▶ **AIM OF THE TASK**: The first line of the entries below, the line containing "a prop value.", and every line between them should be repeated exactly, and nothing else.

[Stored data]
*** Block opens ***

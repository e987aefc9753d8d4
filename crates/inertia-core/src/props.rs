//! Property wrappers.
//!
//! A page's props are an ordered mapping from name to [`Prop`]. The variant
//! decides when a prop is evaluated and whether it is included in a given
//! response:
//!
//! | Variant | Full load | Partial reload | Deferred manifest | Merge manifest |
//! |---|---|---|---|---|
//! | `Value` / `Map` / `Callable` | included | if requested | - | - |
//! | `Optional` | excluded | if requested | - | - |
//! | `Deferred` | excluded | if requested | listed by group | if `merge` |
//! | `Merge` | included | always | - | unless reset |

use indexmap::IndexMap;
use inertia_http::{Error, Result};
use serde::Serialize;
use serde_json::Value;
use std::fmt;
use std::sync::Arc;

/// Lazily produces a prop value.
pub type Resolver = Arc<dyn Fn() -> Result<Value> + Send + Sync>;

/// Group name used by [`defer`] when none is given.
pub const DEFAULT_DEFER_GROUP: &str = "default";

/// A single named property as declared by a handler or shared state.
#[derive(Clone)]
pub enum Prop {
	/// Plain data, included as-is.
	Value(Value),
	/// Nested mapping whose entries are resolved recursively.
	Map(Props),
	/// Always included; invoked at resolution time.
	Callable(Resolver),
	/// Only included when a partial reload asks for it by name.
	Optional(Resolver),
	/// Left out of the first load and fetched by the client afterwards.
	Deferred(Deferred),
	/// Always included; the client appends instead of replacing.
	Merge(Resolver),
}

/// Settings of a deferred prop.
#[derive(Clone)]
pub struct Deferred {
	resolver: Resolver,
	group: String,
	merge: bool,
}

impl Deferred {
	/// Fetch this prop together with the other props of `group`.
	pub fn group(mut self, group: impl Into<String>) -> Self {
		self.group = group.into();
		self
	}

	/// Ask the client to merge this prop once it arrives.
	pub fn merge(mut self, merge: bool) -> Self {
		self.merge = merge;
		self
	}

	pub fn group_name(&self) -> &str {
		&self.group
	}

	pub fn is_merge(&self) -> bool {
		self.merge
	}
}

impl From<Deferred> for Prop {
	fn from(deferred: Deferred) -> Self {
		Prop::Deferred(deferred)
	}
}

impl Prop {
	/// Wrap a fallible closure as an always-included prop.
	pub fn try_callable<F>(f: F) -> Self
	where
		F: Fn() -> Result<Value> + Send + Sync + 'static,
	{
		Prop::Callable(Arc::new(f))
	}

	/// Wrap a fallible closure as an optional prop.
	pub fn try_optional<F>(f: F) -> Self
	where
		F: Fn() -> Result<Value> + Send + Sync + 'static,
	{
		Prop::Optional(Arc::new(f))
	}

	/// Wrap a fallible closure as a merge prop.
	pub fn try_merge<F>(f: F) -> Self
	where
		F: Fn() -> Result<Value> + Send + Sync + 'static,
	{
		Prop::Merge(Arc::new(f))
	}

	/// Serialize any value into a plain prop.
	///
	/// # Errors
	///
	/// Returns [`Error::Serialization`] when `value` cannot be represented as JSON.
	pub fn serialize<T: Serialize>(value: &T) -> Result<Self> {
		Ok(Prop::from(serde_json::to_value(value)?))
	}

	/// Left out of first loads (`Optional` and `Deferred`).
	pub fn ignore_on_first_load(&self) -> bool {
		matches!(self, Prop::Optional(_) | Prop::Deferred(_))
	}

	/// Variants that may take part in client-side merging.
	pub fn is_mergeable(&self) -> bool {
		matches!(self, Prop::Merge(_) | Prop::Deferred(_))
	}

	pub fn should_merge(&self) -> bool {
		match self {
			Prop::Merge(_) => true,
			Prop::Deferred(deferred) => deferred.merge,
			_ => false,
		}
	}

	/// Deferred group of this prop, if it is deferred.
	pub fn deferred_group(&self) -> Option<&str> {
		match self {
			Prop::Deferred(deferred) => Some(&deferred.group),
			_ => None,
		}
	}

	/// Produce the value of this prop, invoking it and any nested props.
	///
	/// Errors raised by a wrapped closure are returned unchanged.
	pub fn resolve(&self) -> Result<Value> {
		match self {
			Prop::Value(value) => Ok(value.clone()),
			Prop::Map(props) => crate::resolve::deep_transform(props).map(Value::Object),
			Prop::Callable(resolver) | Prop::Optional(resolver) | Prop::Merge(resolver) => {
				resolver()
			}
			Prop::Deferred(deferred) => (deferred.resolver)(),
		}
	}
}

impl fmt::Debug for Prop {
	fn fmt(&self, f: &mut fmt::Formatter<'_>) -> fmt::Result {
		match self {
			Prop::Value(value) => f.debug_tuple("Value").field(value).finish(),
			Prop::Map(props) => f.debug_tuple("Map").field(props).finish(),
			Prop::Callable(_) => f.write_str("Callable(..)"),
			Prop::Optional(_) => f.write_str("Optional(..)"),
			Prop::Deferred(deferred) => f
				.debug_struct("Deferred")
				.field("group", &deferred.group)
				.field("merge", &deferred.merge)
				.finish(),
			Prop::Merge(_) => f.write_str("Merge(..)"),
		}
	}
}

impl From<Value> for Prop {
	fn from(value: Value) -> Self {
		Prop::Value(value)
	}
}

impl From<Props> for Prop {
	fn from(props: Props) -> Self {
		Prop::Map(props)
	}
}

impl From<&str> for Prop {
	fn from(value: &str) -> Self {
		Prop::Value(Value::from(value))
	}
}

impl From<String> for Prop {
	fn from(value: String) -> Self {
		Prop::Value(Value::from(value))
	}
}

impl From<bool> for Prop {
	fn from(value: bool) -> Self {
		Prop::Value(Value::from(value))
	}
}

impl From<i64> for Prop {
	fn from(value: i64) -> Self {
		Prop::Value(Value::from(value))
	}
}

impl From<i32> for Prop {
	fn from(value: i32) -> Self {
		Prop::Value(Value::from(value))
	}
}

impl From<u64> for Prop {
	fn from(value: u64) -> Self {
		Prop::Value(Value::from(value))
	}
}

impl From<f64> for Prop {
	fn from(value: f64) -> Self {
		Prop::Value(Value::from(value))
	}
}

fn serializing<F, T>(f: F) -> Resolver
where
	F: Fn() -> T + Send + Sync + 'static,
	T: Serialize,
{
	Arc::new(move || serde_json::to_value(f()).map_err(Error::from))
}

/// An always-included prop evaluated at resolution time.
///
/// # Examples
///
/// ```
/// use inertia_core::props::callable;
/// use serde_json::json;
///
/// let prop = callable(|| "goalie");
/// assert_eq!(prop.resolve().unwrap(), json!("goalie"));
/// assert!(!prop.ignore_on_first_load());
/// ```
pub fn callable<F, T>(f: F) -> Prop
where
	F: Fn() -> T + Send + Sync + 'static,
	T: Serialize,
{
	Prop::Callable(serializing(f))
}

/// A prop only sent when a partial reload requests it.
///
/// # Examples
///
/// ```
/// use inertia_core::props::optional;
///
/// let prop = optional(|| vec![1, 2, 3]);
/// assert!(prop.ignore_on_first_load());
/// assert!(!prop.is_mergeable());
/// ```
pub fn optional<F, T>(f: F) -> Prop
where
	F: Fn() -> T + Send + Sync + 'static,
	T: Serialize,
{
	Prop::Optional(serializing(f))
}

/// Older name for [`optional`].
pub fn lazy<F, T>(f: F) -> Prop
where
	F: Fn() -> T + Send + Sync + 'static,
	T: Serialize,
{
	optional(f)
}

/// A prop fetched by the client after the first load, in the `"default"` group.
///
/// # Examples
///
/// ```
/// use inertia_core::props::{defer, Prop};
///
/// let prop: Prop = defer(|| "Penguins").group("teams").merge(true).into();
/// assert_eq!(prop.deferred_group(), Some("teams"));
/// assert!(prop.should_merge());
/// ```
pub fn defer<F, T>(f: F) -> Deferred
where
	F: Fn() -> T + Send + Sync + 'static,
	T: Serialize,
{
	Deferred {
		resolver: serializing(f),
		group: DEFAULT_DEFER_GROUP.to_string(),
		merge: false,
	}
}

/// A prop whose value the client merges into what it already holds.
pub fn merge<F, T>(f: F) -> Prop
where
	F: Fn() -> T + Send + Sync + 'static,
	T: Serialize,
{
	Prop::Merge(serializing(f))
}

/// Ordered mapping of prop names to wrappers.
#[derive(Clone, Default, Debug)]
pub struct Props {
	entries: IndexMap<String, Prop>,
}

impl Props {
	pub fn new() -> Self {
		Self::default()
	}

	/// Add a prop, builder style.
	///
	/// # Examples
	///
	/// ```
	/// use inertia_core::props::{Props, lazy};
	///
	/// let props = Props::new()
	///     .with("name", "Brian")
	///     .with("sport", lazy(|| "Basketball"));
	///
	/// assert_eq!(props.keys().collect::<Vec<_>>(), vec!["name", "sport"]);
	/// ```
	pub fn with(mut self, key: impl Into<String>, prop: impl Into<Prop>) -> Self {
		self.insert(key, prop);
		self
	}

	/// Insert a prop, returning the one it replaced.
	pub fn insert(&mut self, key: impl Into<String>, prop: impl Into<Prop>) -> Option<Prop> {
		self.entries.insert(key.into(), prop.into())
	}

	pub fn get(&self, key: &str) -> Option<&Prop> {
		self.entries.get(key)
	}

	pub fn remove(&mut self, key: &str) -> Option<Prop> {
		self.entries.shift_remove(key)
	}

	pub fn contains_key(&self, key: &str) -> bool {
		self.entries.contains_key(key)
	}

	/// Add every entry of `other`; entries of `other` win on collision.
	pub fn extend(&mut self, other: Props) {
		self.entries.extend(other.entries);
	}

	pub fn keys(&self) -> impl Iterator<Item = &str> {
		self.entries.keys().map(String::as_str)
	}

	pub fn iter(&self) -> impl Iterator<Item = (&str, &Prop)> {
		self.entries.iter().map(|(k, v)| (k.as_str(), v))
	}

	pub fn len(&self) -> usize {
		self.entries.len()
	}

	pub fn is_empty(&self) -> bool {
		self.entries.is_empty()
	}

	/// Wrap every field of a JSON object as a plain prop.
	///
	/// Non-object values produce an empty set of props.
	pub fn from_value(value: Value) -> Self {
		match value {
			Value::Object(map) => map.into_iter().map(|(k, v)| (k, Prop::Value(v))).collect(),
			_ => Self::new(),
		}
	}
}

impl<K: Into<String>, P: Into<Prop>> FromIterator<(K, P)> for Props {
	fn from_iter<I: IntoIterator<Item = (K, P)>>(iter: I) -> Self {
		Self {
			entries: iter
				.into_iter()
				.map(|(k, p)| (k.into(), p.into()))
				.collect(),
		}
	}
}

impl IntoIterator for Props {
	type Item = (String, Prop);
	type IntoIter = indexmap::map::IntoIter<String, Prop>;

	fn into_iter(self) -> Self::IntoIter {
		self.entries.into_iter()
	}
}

*** Block closes ***

▶ **ANSWER SPACE**:
repository e987aefc9753d8d4
filename crates/inertia-core/src/props.rs
//! Property wrappers.
//!
//! A page's props are an ordered mapping from name to [`Prop`]. The variant
//! decides when a prop is evaluated and whether it is included in a given
//! response:
//!
//! | Variant | Full load | Partial reload | Deferred manifest | Merge manifest |
//! |---|---|---|---|---|
//! | `Value` / `Map` / `Callable` | included | if requested | - | - |
//! | `Optional` | excluded | if requested | - | - |
//! | `Deferred` | excluded | if requested | listed by group | if `merge` |
//! | `Merge` | included | always | - | unless reset |

use indexmap::IndexMap;
use inertia_http::{Error, Result};
use serde::Serialize;
use serde_json::Value;
use std::fmt;
use std::sync::Arc;

/// Lazily produces a prop value.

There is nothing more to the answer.